# Temp error with X850xt



## SIK_L_CELL (Mar 9, 2005)

Anytime I set the core over 640 I lose the temp monitor. It goes to 0 degrees. Anyone?


----------



## Urlyin (Mar 9, 2005)

Hi Sik ...    running the latest version correct?


----------



## WheresWaldo (Mar 10, 2005)

I have the same problem, first I thought it was related to temperature rise while running 3d apps now I see that everytime I overclock the X850XTPE I lose the temp settings. If I load the stock profile the temp readings come back at the next check interaval. Then I load an overclocked profile and the temp is gone again. Very repeatable!    I am on B2 and just noticed B3 is available, will try it there.

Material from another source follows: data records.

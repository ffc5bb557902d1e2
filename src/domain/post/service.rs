use super::error::PostServiceError;
use crate::domain::post::{
    Author, AuthorRequest, BlogPost, BlogPostResponse, CreatePostRequest, NewBlogPost,
    UpdatePostRequest,
};
use crate::infrastructure::repositories::BlogPostRepository;
use async_trait::async_trait;
use std::sync::Arc;
use uuid::Uuid;

pub struct PostService {
    post_repo: Arc<BlogPostRepository>,
}

impl PostService {
    pub fn new(post_repo: Arc<BlogPostRepository>) -> Self {
        Self { post_repo }
    }
}

#[async_trait]
pub trait PostServiceApi: Send + Sync {
    async fn list_posts(&self) -> Result<Vec<BlogPostResponse>, PostServiceError>;

    async fn get_post(&self, post_id: Uuid) -> Result<BlogPostResponse, PostServiceError>;

    async fn create_post(
        &self,
        request: CreatePostRequest,
    ) -> Result<BlogPostResponse, PostServiceError>;

    async fn update_post(
        &self,
        post_id: Uuid,
        request: UpdatePostRequest,
    ) -> Result<(), PostServiceError>;

    async fn delete_post(&self, post_id: Uuid) -> Result<(), PostServiceError>;
}

#[async_trait]
impl PostServiceApi for PostService {
    async fn list_posts(&self) -> Result<Vec<BlogPostResponse>, PostServiceError> {
        let posts = self.post_repo.find_all().await?;
        Ok(posts.into_iter().map(BlogPostResponse::from).collect())
    }

    async fn get_post(&self, post_id: Uuid) -> Result<BlogPostResponse, PostServiceError> {
        let post = self.find_post(post_id).await?;
        Ok(BlogPostResponse::from(post))
    }

    async fn create_post(
        &self,
        request: CreatePostRequest,
    ) -> Result<BlogPostResponse, PostServiceError> {
        let new_post = validate_new_post(request)?;

        let post = self.post_repo.create(&new_post).await?;

        tracing::info!(post_id = %post.id, "Blog post created");
        Ok(BlogPostResponse::from(post))
    }

    async fn update_post(
        &self,
        post_id: Uuid,
        request: UpdatePostRequest,
    ) -> Result<(), PostServiceError> {
        check_body_id(post_id, request.id.as_deref())?;

        let mut post = self.find_post(post_id).await?;
        apply_update(&mut post, request)?;

        let updated = self.post_repo.update(&post).await?;

        // Deleted between the read and the write
        if !updated {
            return Err(PostServiceError::NotFound);
        }

        tracing::info!(post_id = %post_id, "Blog post updated");
        Ok(())
    }

    async fn delete_post(&self, post_id: Uuid) -> Result<(), PostServiceError> {
        let deleted = self.post_repo.delete(post_id).await?;

        if !deleted {
            return Err(PostServiceError::NotFound);
        }

        tracing::info!(post_id = %post_id, "Blog post deleted");
        Ok(())
    }
}

impl PostService {
    async fn find_post(&self, post_id: Uuid) -> Result<BlogPost, PostServiceError> {
        self.post_repo
            .find_by_id(post_id)
            .await?
            .ok_or(PostServiceError::NotFound)
    }
}

fn missing_field(field: &str) -> PostServiceError {
    PostServiceError::Invalid(format!("Missing `{}` in request body", field))
}

fn validate_title(title: &str) -> Result<(), PostServiceError> {
    if title.trim().is_empty() {
        return Err(PostServiceError::Invalid(
            "`title` must not be empty".to_string(),
        ));
    }
    Ok(())
}

/// Turn a create request into a storable post, rejecting missing or blank fields.
fn validate_new_post(request: CreatePostRequest) -> Result<NewBlogPost, PostServiceError> {
    let CreatePostRequest {
        author,
        title,
        content,
    } = request;

    let title = title.ok_or_else(|| missing_field("title"))?;
    let content = content.ok_or_else(|| missing_field("content"))?;
    let AuthorRequest {
        first_name,
        last_name,
    } = author.ok_or_else(|| missing_field("author"))?;

    let first_name = first_name.ok_or_else(|| missing_field("author.firstName"))?;
    let last_name = last_name.ok_or_else(|| missing_field("author.lastName"))?;

    validate_title(&title)?;

    Ok(NewBlogPost {
        author: Author {
            first_name,
            last_name,
        },
        title,
        content,
    })
}

fn check_body_id(path_id: Uuid, body_id: Option<&str>) -> Result<(), PostServiceError> {
    match body_id {
        Some(body_id) if Uuid::parse_str(body_id).ok() != Some(path_id) => {
            Err(PostServiceError::Invalid(format!(
                "Request path id ({}) and request body id ({}) must match",
                path_id, body_id
            )))
        }
        _ => Ok(()),
    }
}

/// Apply the supplied fields of a partial update; everything else is left as is.
fn apply_update(post: &mut BlogPost, request: UpdatePostRequest) -> Result<(), PostServiceError> {
    if let Some(title) = request.title {
        validate_title(&title)?;
        post.title = title;
    }

    if let Some(content) = request.content {
        post.content = content;
    }

    if let Some(author) = request.author {
        if let Some(first_name) = author.first_name {
            post.author.first_name = first_name;
        }
        if let Some(last_name) = author.last_name {
            post.author.last_name = last_name;
        }
    }

    Ok(())
}
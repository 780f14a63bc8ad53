//! Tag normalization rules shared by the index builder and the search engine.

use serde::Deserialize;

/// Display casing policy for tag labels.
///
/// The content set does not guarantee consistent casing across articles
/// (`"AWS"` in one file, `"aws"` in another), so the label shown for a
/// normalized key is a policy decision rather than a fixed rule.
#[derive(Debug, Clone, Copy, Default, PartialEq, Eq, Deserialize)]
#[serde(rename_all = "kebab-case")]
pub enum TagCasing {
    /// The first casing seen for a key (in index order) becomes its label.
    #[default]
    FirstSeen,
    /// Labels are always the lowercased key.
    Lowercase,
}

impl TagCasing {
    pub fn as_str(self) -> &'static str {
        match self {
            TagCasing::FirstSeen => "first-seen",
            TagCasing::Lowercase => "lowercase",
        }
    }
}

impl TryFrom<&str> for TagCasing {
    type Error = ();

    fn try_from(value: &str) -> Result<Self, Self::Error> {
        match value {
            "first-seen" => Ok(TagCasing::FirstSeen),
            "lowercase" => Ok(TagCasing::Lowercase),
            _ => Err(()),
        }
    }
}

/// Canonical index key for a tag: trimmed, internal whitespace collapsed to
/// single spaces, lowercased.
pub fn normalize_key(raw: &str) -> String {
    collapse_whitespace(raw).to_lowercase()
}

/// Display form of a tag before any casing policy applies: trimmed and
/// whitespace-collapsed, original casing preserved.
pub fn display_form(raw: &str) -> String {
    collapse_whitespace(raw)
}

fn collapse_whitespace(raw: &str) -> String {
    let mut output = String::with_capacity(raw.len());
    for word in raw.split_whitespace() {
        if !output.is_empty() {
            output.push(' ');
        }
        output.push_str(word);
    }
    output
}

#[cfg(test)]
mod tests {
    use super::*;

    #[test]
    fn normalize_key_trims_collapses_and_lowercases() {
        assert_eq!(normalize_key("  Cloud   Native\tOps "), "cloud native ops");
    }

    #[test]
    fn display_form_preserves_casing() {
        assert_eq!(display_form("  Cloud   Native "), "Cloud Native");
    }

    #[test]
    fn normalize_key_handles_unicode_casing() {
        assert_eq!(normalize_key("Straße"), "straße");
    }

    #[test]
    fn tag_casing_parses_kebab_names() {
        assert_eq!(TagCasing::try_from("first-seen"), Ok(TagCasing::FirstSeen));
        assert_eq!(TagCasing::try_from("lowercase"), Ok(TagCasing::Lowercase));
        assert!(TagCasing::try_from("mixed").is_err());
    }
}
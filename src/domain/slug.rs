//! Deterministic slug derivation for articles.
//!
//! Slugs come from file stems or titles. ASCII slugification (`slug` crate)
//! is combined with pinyin transliteration so CJK titles still produce
//! stable, human-friendly identifiers.

use pinyin::{Pinyin, ToPinyin};
use slug::slugify;
use thiserror::Error;

const MAX_SUFFIX_ATTEMPTS: usize = 32;

#[derive(Debug, Error, PartialEq, Eq)]
pub enum SlugError {
    #[error("slug source text is empty")]
    EmptyInput,
    #[error("failed to derive slug from `{input}`")]
    Unrepresentable { input: String },
    #[error("exhausted attempts to find a unique slug for `{base}`")]
    Exhausted { base: String },
}

/// Derive a base slug from the provided human-readable text.
pub fn derive_slug(input: &str) -> Result<String, SlugError> {
    if input.trim().is_empty() {
        return Err(SlugError::EmptyInput);
    }

    let transliterated = transliterate_to_ascii(input);
    let candidate = slugify(&transliterated);

    if candidate.is_empty() {
        return Err(SlugError::Unrepresentable {
            input: input.to_string(),
        });
    }

    Ok(candidate)
}

/// Produce a slug that does not collide according to the supplied predicate.
///
/// `is_unique` must return `true` when the candidate is not already taken.
/// Collisions are resolved by suffixing a monotonic counter (`-2`, `-3`, …).
pub fn derive_unique_slug<F>(input: &str, mut is_unique: F) -> Result<String, SlugError>
where
    F: FnMut(&str) -> bool,
{
    let base = derive_slug(input)?;

    if is_unique(&base) {
        return Ok(base);
    }

    for attempt in 2..=MAX_SUFFIX_ATTEMPTS + 1 {
        let candidate = format!("{base}-{attempt}");
        if is_unique(&candidate) {
            return Ok(candidate);
        }
    }

    Err(SlugError::Exhausted { base })
}

fn transliterate_to_ascii(input: &str) -> String {
    let mut output = String::with_capacity(input.len());

    for ch in input.chars() {
        if ch.is_ascii() {
            output.push(ch);
            continue;
        }

        match ch.to_pinyin() {
            Some(py) => append_pinyin(&mut output, py),
            None if ch.is_whitespace() => output.push(' '),
            None => {
                // Let slugify decide how to filter unhandled characters.
                output.push(ch);
            }
        }
    }

    output
}

fn append_pinyin(buffer: &mut String, pinyin: Pinyin) {
    if !buffer.is_empty() && !buffer.ends_with(' ') {
        buffer.push(' ');
    }
    buffer.push_str(pinyin.plain());
}
//! Application services layer: the index builder and the search engine.

pub mod error;
pub mod index;
pub mod search;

*Added:* B3 has the same problem reporting temps when overclocked.


----------



## sampofin (Mar 10, 2005)

same temp monitor proplem for me too x850xt


----------



## SIK_L_CELL (Mar 10, 2005)

Thanks guys.


----------



## flexy (Mar 14, 2005)

SIK_L_CELL said:
			
		

> Anytime I set the core over 640 I lose the temp monitor. It goes to 0 degrees. Anyone?



you must have an AWESOME core....watercooling ? I cannot even dream of getting mine at 640....


----------



## WheresWaldo (Mar 14, 2005)

I am able to get to 630/626 before there are any artifacts, and the idle temp is 42 GPU and 49 ENV.


----------